Limits using L'Hopital's rule $\lim_{x\to0^+} (x^{x^x-1})$
Solution 1:
Write everything in an accurate way: $$x^{x^x-1} = \exp ((\log x )(x^x-1)) = \exp \left( x\log^2 x\left( \frac{e^{x \log x}-1}{x \log x}\right) \right)$$ Now, since $\lim_{h \to 0}\frac{e^h-1}{h} =1$ and $\lim_{x \to 0}x \log^2 x = 0$ you get that the whole limit is $$\exp(0 \cdot 1) = e^0 = 1.$$
Solution 2:
HINT:
$$\lim_{x\to 0}\left(x^{x^x-1}\right)=\lim_{x\to 0}\exp\left(\ln\left(x^{x^x-1}\right)\right)=\lim_{x\to 0}\exp\left(\left(x^x-1\right)\ln(x)\right)=\exp\left(\lim_{x\to 0}\left(x^x-1\right)\ln(x)\right)$$
Solution 3:
APPROACH 1:
Although the OP requested an approach using L'Hospitals' Rule, I thought it might be instructive to present an approach that uses asymptotic analysis. To that end, we write for $x\to 0^+$
$$\begin{align} x^{x^x-1}&=e^{\log(x)\,\left(x^x-1\right)}=e^{\log(x)\,\left(e^{\log(x)\,x}-1\right)}\\\\ &= e^{x\log^2(x)+O\left(x^2\log^3(x)\right)} \end{align}$$
Inasmuch as both $\lim_{x\to 0^+}x\log^2(x)=0$ and $\lim_{x\to 0^+}x^2\log^3(x)=0$, we have
$$\lim_{x\to 0^+}x^{x^x-1}=1$$
APPROACH 2:
If one insists on using L'Hospital's Rule, we can proceed as follows.

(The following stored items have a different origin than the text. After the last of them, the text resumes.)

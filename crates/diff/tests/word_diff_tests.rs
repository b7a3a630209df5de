use pretty_assertions::assert_eq;
use twin_diff::{diff_words, render_inline, tokenize, EditKind, WordSegment};

#[test]
fn test_word_level_diff() {
    let segments = diff_words(
        "The quick brown fox jumps over the lazy dog",
        "The quick red fox jumps over the lazy dog",
    );

    assert_eq!(
        segments,
        vec![
            WordSegment::new(EditKind::Equal, "The quick "),
            WordSegment::new(EditKind::Removed, "brown"),
            WordSegment::new(EditKind::Added, "red"),
            WordSegment::new(EditKind::Equal, " fox jumps over the lazy dog"),
        ]
    );
}

#[test]
fn test_appended_words() {
    let segments = diff_words("a b", "a b c");

    assert_eq!(
        segments,
        vec![
            WordSegment::new(EditKind::Equal, "a b"),
            WordSegment::new(EditKind::Added, " c"),
        ]
    );
}

#[test]
fn test_code_tokens() {
    let segments = diff_words(
        "        sum += items[i].price;",
        "        sum += items[i].price * items[i].quantity;",
    );

    // The shared prefix and the final semicolon survive
    assert_eq!(segments.first().map(|s| s.kind), Some(EditKind::Equal));
    assert_eq!(segments.last().map(|s| s.kind), Some(EditKind::Equal));
    assert!(segments.iter().all(|s| s.kind != EditKind::Removed));

    let added: String = segments
        .iter()
        .filter(|s| s.kind == EditKind::Added)
        .map(|s| s.value.as_str())
        .collect();
    assert_eq!(added, " * items[i].quantity");
}

#[test]
fn test_empty_lines() {
    assert!(diff_words("", "").is_empty());
    assert_eq!(
        diff_words("", "new"),
        vec![WordSegment::new(EditKind::Added, "new")]
    );
    assert_eq!(
        diff_words("old", ""),
        vec![WordSegment::new(EditKind::Removed, "old")]
    );
}

#[test]
fn test_whitespace_is_a_token() {
    let segments = diff_words("Line 2", "Line  2");

    assert_eq!(
        segments,
        vec![
            WordSegment::new(EditKind::Equal, "Line"),
            WordSegment::new(EditKind::Removed, " "),
            WordSegment::new(EditKind::Added, "  "),
            WordSegment::new(EditKind::Equal, "2"),
        ]
    );
}

#[test]
fn test_segments_rebuild_both_lines() {
    let old = "let total = price * count;";
    let new = "let sum = price * amount + tax;";

    let segments = diff_words(old, new);

    let old_side: String = segments
        .iter()
        .filter(|s| s.visible_on(EditKind::Removed))
        .map(|s| s.value.as_str())
        .collect();
    let new_side: String = segments
        .iter()
        .filter(|s| s.visible_on(EditKind::Added))
        .map(|s| s.value.as_str())
        .collect();

    assert_eq!(old_side, old);
    assert_eq!(new_side, new);
}

#[test]
fn test_unicode_words() {
    let segments = diff_words("naïve café 🚀", "naïve bistro 🚀");

    assert_eq!(
        segments,
        vec![
            WordSegment::new(EditKind::Equal, "naïve "),
            WordSegment::new(EditKind::Removed, "café"),
            WordSegment::new(EditKind::Added, "bistro"),
            WordSegment::new(EditKind::Equal, " 🚀"),
        ]
    );
    assert_eq!(tokenize("🚀🚀"), vec!["🚀", "🚀"]);
}

#[test]
fn test_render_inline() {
    let segments = diff_words("value = 1", "value = 2");
    assert_eq!(render_inline(&segments), "value = [-1-]{+2+}");
}
use twin_diff::{render_inline, DiffLineKind, FileDiff};

fn main() {
    env_logger::init();

    let code1 = "function calculateTotal(items) {\n    let sum = 0;\n    for (let i = 0; i < items.length; i++) {\n        sum += items[i].price;\n    }\n    return sum;\n}";
    let code2 = "function calculateTotal(items) {\n    let sum = 0;\n    for (let i = 0; i < items.length; i++) {\n        sum += items[i].price * items[i].quantity;\n    }\n    return total;\n}";

    let diff = FileDiff::new(code1, code2);

    println!("=== Paired lines (word level) ===");
    for (index, line) in diff.lines().iter().enumerate() {
        if line.kind != DiffLineKind::Removed {
            continue;
        }
        match diff.segments(index) {
            Some(segments) => println!(
                "{:>4} | {}",
                line.old_line_no.unwrap_or_default(),
                render_inline(segments)
            ),
            None => println!("{:>4} | [-{}-]", line.old_line_no.unwrap_or_default(), line.content),
        }
    }

    println!("\n=== Each side ===");
    for (index, line) in diff.lines().iter().enumerate() {
        let Some(segments) = diff.segments(index) else {
            continue;
        };
        let visible: Vec<&str> = segments
            .iter()
            .filter(|segment| segment.visible_on(line.kind.side()))
            .map(|segment| segment.value.as_str())
            .collect();
        println!("{:>8}: {:?}", line.kind.to_string(), visible);
    }

    println!("\n=== Segments ===");
    for (index, line) in diff.lines().iter().enumerate() {
        if line.kind != DiffLineKind::Removed {
            continue;
        }
        if let Some(segments) = diff.segments(index) {
            for segment in segments {
                println!("{:>8}: {:?}", segment.kind.to_string(), segment.value);
            }
            println!();
        }
    }
}
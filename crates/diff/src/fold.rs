use std::collections::BTreeSet;
use std::ops::Range;

use crate::chunk::{Chunk, ChunkKind};
use crate::options::DiffOptions;

#[cfg(feature = "serde")]
use serde::{Deserialize, Serialize};

/// One display row of a folded diff
#[derive(Debug, Clone, PartialEq, Eq)]
#[cfg_attr(feature = "serde", derive(Serialize, Deserialize))]
pub enum Row {
    /// A visible line, by index into the flat line sequence
    Line(usize),

    /// A collapsed run of unchanged lines
    Fold {
        /// Number of lines hidden behind the marker
        hidden: usize,
        /// The hidden lines, as indices into the flat line sequence
        range: Range<usize>,
    },
}

impl Chunk {
    /// Whether this chunk collapses when not expanded
    pub fn is_foldable(&self, options: &DiffOptions) -> bool {
        self.kind == ChunkKind::Unchanged && self.len() > options.fold_threshold()
    }

    /// Display rows for this chunk.
    ///
    /// A foldable chunk that is not expanded shows its first and last
    /// `context` lines around a fold marker. Everything else is shown in full.
    pub fn rows(&self, options: &DiffOptions, expanded: bool) -> Vec<Row> {
        if expanded || !self.is_foldable(options) {
            return self.range.clone().map(Row::Line).collect();
        }

        let context = options.context;
        let start = self.range.start.saturating_add(context);
        let hidden = start..self.range.end.saturating_sub(context);

        let mut rows = Vec::with_capacity(self.len() - hidden.len() + 1);
        rows.extend((self.range.start..hidden.start).map(Row::Line));
        rows.push(Row::Fold {
            hidden: hidden.len(),
            range: hidden.clone(),
        });
        rows.extend((hidden.end..self.range.end).map(Row::Line));
        rows
    }
}

/// Which chunks the user has expanded.
///
/// Chunks are collapsed by default. The state is kept apart from the chunks
/// so expanding never touches diff data.
#[derive(Debug, Clone, Default, PartialEq, Eq)]
pub struct FoldState {
    expanded: BTreeSet<usize>,
}

impl FoldState {
    pub fn new() -> Self {
        Self::default()
    }

    /// Expand the chunk at `index`. Expanding twice is the same as once.
    pub fn expand(&mut self, index: usize) {
        self.expanded.insert(index);
    }

    /// Collapse the chunk at `index` again
    pub fn collapse(&mut self, index: usize) {
        self.expanded.remove(&index);
    }

    /// Flip the chunk at `index` between expanded and collapsed
    pub fn toggle(&mut self, index: usize) {
        if !self.expanded.remove(&index) {
            self.expanded.insert(index);
        }
    }

    pub fn is_expanded(&self, index: usize) -> bool {
        self.expanded.contains(&index)
    }

    /// Collapse every chunk
    pub fn reset(&mut self) {
        self.expanded.clear();
    }

    /// Display rows for a whole chunk list under this state
    pub fn rows(&self, chunks: &[Chunk], options: &DiffOptions) -> Vec<Row> {
        chunks
            .iter()
            .enumerate()
            .flat_map(|(index, chunk)| chunk.rows(options, self.is_expanded(index)))
            .collect()
    }
}
use std::sync::LazyLock;

use regex::Regex;

use crate::lcs::{diff_sequences, EditKind};

#[cfg(feature = "serde")]
use serde::{Deserialize, Serialize};

/// Word characters, whitespace runs, or a single other character
static WORD_TOKEN: LazyLock<Regex> =
    LazyLock::new(|| Regex::new(r"\w+|\s+|[^\w\s]").expect("word token pattern is valid"));

/// A piece of an intra-line diff
#[derive(Debug, Clone, PartialEq, Eq)]
#[cfg_attr(feature = "serde", derive(Serialize, Deserialize))]
pub struct WordSegment {
    /// Whether the text is shared, only on the removed line, or only on the added line
    pub kind: EditKind,

    /// The text of the segment
    pub value: String,
}

impl WordSegment {
    pub fn new(kind: EditKind, value: impl Into<String>) -> Self {
        Self {
            kind,
            value: value.into(),
        }
    }

    /// Whether a renderer should show this segment on a line of the given side.
    ///
    /// Equal segments appear on both lines, removed ones only on the removed
    /// line and added ones only on the added line.
    pub fn visible_on(&self, side: EditKind) -> bool {
        self.kind == EditKind::Equal || self.kind == side
    }
}

/// Split a line into word tokens.
///
/// Every character of the input ends up in exactly one token, so joining
/// the tokens gives back the line.
pub fn tokenize(line: &str) -> Vec<&str> {
    WORD_TOKEN.find_iter(line).map(|m| m.as_str()).collect()
}

/// Compute the intra-line segments between a removed line and the added
/// line it is paired with. Adjacent segments of the same kind are merged.
pub fn diff_words(old_line: &str, new_line: &str) -> Vec<WordSegment> {
    let old_tokens = tokenize(old_line);
    let new_tokens = tokenize(new_line);

    let ops = diff_sequences(&old_tokens, &new_tokens);

    coalesce(ops.into_iter().map(|op| WordSegment::new(op.kind, *op.value)))
}

/// Merge neighbouring segments that share a kind
pub fn coalesce(segments: impl IntoIterator<Item = WordSegment>) -> Vec<WordSegment> {
    let mut merged: Vec<WordSegment> = Vec::new();

    for segment in segments {
        match merged.last_mut() {
            Some(last) if last.kind == segment.kind => last.value.push_str(&segment.value),
            _ => merged.push(segment),
        }
    }

    merged
}

/// Render segments on one line, marking removed text as `[-...-]` and
/// added text as `{+...+}`
pub fn render_inline(segments: &[WordSegment]) -> String {
    let mut out = String::new();
    for segment in segments {
        match segment.kind {
            EditKind::Equal => out.push_str(&segment.value),
            EditKind::Removed => {
                out.push_str("[-");
                out.push_str(&segment.value);
                out.push_str("-]");
            }
            EditKind::Added => {
                out.push_str("{+");
                out.push_str(&segment.value);
                out.push_str("+}");
            }
        }
    }
    out
}

#[cfg(test)]
mod tests {
    use super::*;

    #[test]
    fn test_tokenize_keeps_every_character() {
        let line = "let x = foo(bar, 42);  // done";
        assert_eq!(tokenize(line).concat(), line);
    }

    #[test]
    fn test_tokenize_splits_punctuation_individually() {
        assert_eq!(tokenize("a.b()"), vec!["a", ".", "b", "(", ")"]);
        assert_eq!(tokenize("  foo_bar\t"), vec!["  ", "foo_bar", "\t"]);
    }

    #[test]
    fn test_coalesce_merges_runs() {
        let merged = coalesce(vec![
            WordSegment::new(EditKind::Equal, "a"),
            WordSegment::new(EditKind::Equal, " "),
            WordSegment::new(EditKind::Removed, "b"),
            WordSegment::new(EditKind::Removed, "c"),
            WordSegment::new(EditKind::Added, "d"),
        ]);
        assert_eq!(
            merged,
            vec![
                WordSegment::new(EditKind::Equal, "a "),
                WordSegment::new(EditKind::Removed, "bc"),
                WordSegment::new(EditKind::Added, "d"),
            ]
        );
    }
}
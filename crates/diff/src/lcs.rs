use derive_more::Display;
use log::trace;

#[cfg(feature = "serde")]
use serde::{Deserialize, Serialize};

/// The kind of a single edit operation
#[derive(Debug, Clone, Copy, PartialEq, Eq, Hash, Display)]
#[cfg_attr(feature = "serde", derive(Serialize, Deserialize))]
pub enum EditKind {
    /// The token exists in both sequences
    #[display(fmt = "Equal")]
    Equal,

    /// The token only exists in the new sequence
    #[display(fmt = "Added")]
    Added,

    /// The token only exists in the old sequence
    #[display(fmt = "Removed")]
    Removed,
}

/// One step of an edit script produced by [`LcsTable::backtrack`]
#[derive(Debug, Clone, Copy, PartialEq, Eq)]
pub struct EditOp<'a, T> {
    /// What happened to the token
    pub kind: EditKind,

    /// Index into the old sequence (present for equal and removed ops)
    pub old_index: Option<usize>,

    /// Index into the new sequence (present for equal and added ops)
    pub new_index: Option<usize>,

    /// The token itself, borrowed from whichever sequence it came from
    pub value: &'a T,
}

/// Dense table of longest-common-subsequence lengths.
///
/// `get(i, j)` is the LCS length of the first `i` tokens of the old
/// sequence and the first `j` tokens of the new one. The table holds
/// `(m + 1) * (n + 1)` cells, so memory grows with the product of both
/// input lengths. Large inputs are not bounded here.
#[derive(Debug, Clone, PartialEq, Eq)]
pub struct LcsTable {
    /// Number of tokens in the old sequence
    rows: usize,

    /// Number of tokens in the new sequence
    cols: usize,

    /// Row-major cells, `(rows + 1) * (cols + 1)` of them
    cells: Vec<usize>,
}

impl LcsTable {
    /// Build the table for two token sequences, comparing by value
    pub fn build<T: PartialEq>(old: &[T], new: &[T]) -> Self {
        let rows = old.len();
        let cols = new.len();
        let width = cols + 1;
        let mut cells = vec![0usize; (rows + 1) * width];

        trace!("building lcs table {}x{}", rows + 1, cols + 1);

        for i in 1..=rows {
            for j in 1..=cols {
                cells[i * width + j] = if old[i - 1] == new[j - 1] {
                    cells[(i - 1) * width + (j - 1)] + 1
                } else {
                    cells[(i - 1) * width + j].max(cells[i * width + (j - 1)])
                };
            }
        }

        Self { rows, cols, cells }
    }

    /// Number of tokens in the old sequence
    pub fn rows(&self) -> usize {
        self.rows
    }

    /// Number of tokens in the new sequence
    pub fn cols(&self) -> usize {
        self.cols
    }

    /// LCS length of `old[..i]` and `new[..j]`
    ///
    /// Panics if `i > rows()` or `j > cols()`.
    pub fn get(&self, i: usize, j: usize) -> usize {
        self.cells[i * (self.cols + 1) + j]
    }

    /// Length of the longest common subsequence of the full inputs
    pub fn lcs_len(&self) -> usize {
        self.get(self.rows, self.cols)
    }

    /// Walk the table from the bottom-right corner back to the origin and
    /// produce an edit script, oldest index first.
    ///
    /// When both directions keep the same LCS length the walk steps left,
    /// emitting an added op. That choice fixes which of several minimal
    /// scripts comes out, so it must not change.
    ///
    /// `old` and `new` must be the sequences the table was built from.
    pub fn backtrack<'a, T: PartialEq>(&self, old: &'a [T], new: &'a [T]) -> Vec<EditOp<'a, T>> {
        debug_assert_eq!(old.len(), self.rows);
        debug_assert_eq!(new.len(), self.cols);

        let mut ops = Vec::with_capacity(self.rows.max(self.cols));
        let mut i = self.rows;
        let mut j = self.cols;

        while i > 0 || j > 0 {
            if i > 0 && j > 0 && old[i - 1] == new[j - 1] {
                ops.push(EditOp {
                    kind: EditKind::Equal,
                    old_index: Some(i - 1),
                    new_index: Some(j - 1),
                    value: &old[i - 1],
                });
                i -= 1;
                j -= 1;
            } else if j > 0 && (i == 0 || self.get(i, j - 1) >= self.get(i - 1, j)) {
                ops.push(EditOp {
                    kind: EditKind::Added,
                    old_index: None,
                    new_index: Some(j - 1),
                    value: &new[j - 1],
                });
                j -= 1;
            } else {
                ops.push(EditOp {
                    kind: EditKind::Removed,
                    old_index: Some(i - 1),
                    new_index: None,
                    value: &old[i - 1],
                });
                i -= 1;
            }
        }

        ops.reverse();
        ops
    }
}

/// Build the table and backtrack in one go
pub fn diff_sequences<'a, T: PartialEq>(old: &'a [T], new: &'a [T]) -> Vec<EditOp<'a, T>> {
    LcsTable::build(old, new).backtrack(old, new)
}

$$\begin{align} \lim_{x\to 0^+}\log(x)\,\left(e^{\log(x)\,x}-1\right)&=\lim_{x\to 0^+}\frac{\left(e^{\log(x)\,x}-1\right)}{1/\log(x)}\\\\ &=\lim_{x\to 0^+}\frac{(1+\log(x))\,e^{x\log(x)}}{-\frac{1}{x\log^2(x)}}\\\\ &=-\lim_{x\to 0^+}x\log^2(x)(1+\log(x))\,e^{x\log(x)}\\\\ &=0 \end{align}$$
Therefore, we recover the aforementioned result that used asymptotic analysis
$$\lim_{x\to 0^+}x^{x^x-1}=1$$
as expected!